Zum Hauptinhalt springen

FCAS-Aus: Bundesregierung muss sicherheitspolitische Strategie überdenken

Pressemitteilung von Sören Pellmann,

"Das Scheitern kam nicht überraschend. Die Entwicklung von FCAS stockt bereits seit Jahren aufgrund von Streitigkeiten zwischen den verschiedenen Herstellern. Hintergrund der Differenzen sind unterschiedliche betriebswirtschaftliche und Profitinteressen bei den involvierten Rüstungsunternehmen.

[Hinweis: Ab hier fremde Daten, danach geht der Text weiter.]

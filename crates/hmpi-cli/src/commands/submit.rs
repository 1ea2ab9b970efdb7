use hmpi_core::error::HmpiError;
use hmpi_core::import::read_samples_file;
use hmpi_core::store::JsonFileStore;
use std::path::Path;

use crate::commands::{load_source, session_for};
use crate::StandardsSource;

pub fn run(
    input_file: &Path,
    source: &StandardsSource,
    store_path: &Path,
    user: Option<String>,
) -> Result<(), HmpiError> {
    let registry = load_source(source)?;
    let session = session_for(user);
    let imported = read_samples_file(input_file)?;
    let mut store = JsonFileStore::open(store_path)?;

    let mut stored = 0;
    let mut rejected = 0;
    for sample in imported.samples {
        let name = sample.test_name.clone();
        match hmpi_core::submit_sample(
            &mut store,
            session.as_ref(),
            &registry,
            source.standard,
            sample,
        ) {
            Ok(record) => {
                stored += 1;
                let score = match record.hmpi_score {
                    Some(index) => format!("{index:.2} ({})", record.status),
                    None => record.status.to_string(),
                };
                println!("  {}  {:<24} {}", record.id, record.test_name, score);
            }
            // Without a user nothing else can succeed either.
            Err(e @ HmpiError::Unauthenticated) => return Err(e),
            Err(e) => {
                rejected += 1;
                eprintln!("  rejected '{}': {}", name, e);
            }
        }
    }

    eprintln!(
        "Stored {} sample(s) in {}{}",
        stored,
        store.path().display(),
        if rejected > 0 {
            format!(", {rejected} rejected")
        } else {
            String::new()
        }
    );
    if !imported.skipped_cells.is_empty() {
        eprintln!(
            "  {} cell(s) skipped during import",
            imported.skipped_cells.len()
        );
    }

    Ok(())
}

pub fn rescore(source: &StandardsSource, store_path: &Path) -> Result<(), HmpiError> {
    let registry = load_source(source)?;
    let mut store = JsonFileStore::open(store_path)?;
    let report = hmpi_core::rescore_all(&mut store, &registry, source.standard)?;

    println!(
        "Rescored against {} limits: {} complete, {} pending, {} invalid",
        source.standard, report.complete, report.pending, report.invalid
    );
    Ok(())
}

Dennoch haben Friedrich Merz und Emmanuel Macron noch lange Zeit gute Miene zum bösen Spiel gemacht und weiter an dem Projekt festgehalten. Jetzt gilt es, das Scheitern aufzuklären. In den vergangenen Jahren hatten allein die deutschen Regierungskoalitionen bereits mehr als 4,5 Milliarden Euro für FCAS beschlossen. Es drängt sich zuerst die Frage auf, wie viele dieser Gelder schon geflossen sind und darum sinnlos verbrannt wurden. Statt sich direkt ins nächste Milliarden-Euro-Ersatz-Rüstungsprojekt zu stürzen, sollte die Bundesregierung damit beginnen, ihre sicherheitspolitische Strategie grundsätzlich zu überdenken", erklärt Sören Pellmann, Vorsitzender der Fraktion Die Linke im Bundestag, zum gescheiterten deutsch-französischen Kampfjetprojekt FCAS. Pellmann weiter:

"Statt quasi bedingungs- und grenzenlos Milliarden in Rüstungsprojekte zu stecken und dadurch das Sicherheitsdilemma immer weiter zu befeuern, braucht es endlich mehr Gelder für die zivile Sicherheit. Um unsere Gesellschaft resilient und sicherer zu machen, sind die Bekämpfung von Armut, Bildungsmisere und Klimakatastrophe entscheidend, nicht aber maßlose Aufrüstung. Auch wenn Rüstungsunternehmen und verantwortungslose Politiker das Gegenteil behaupten."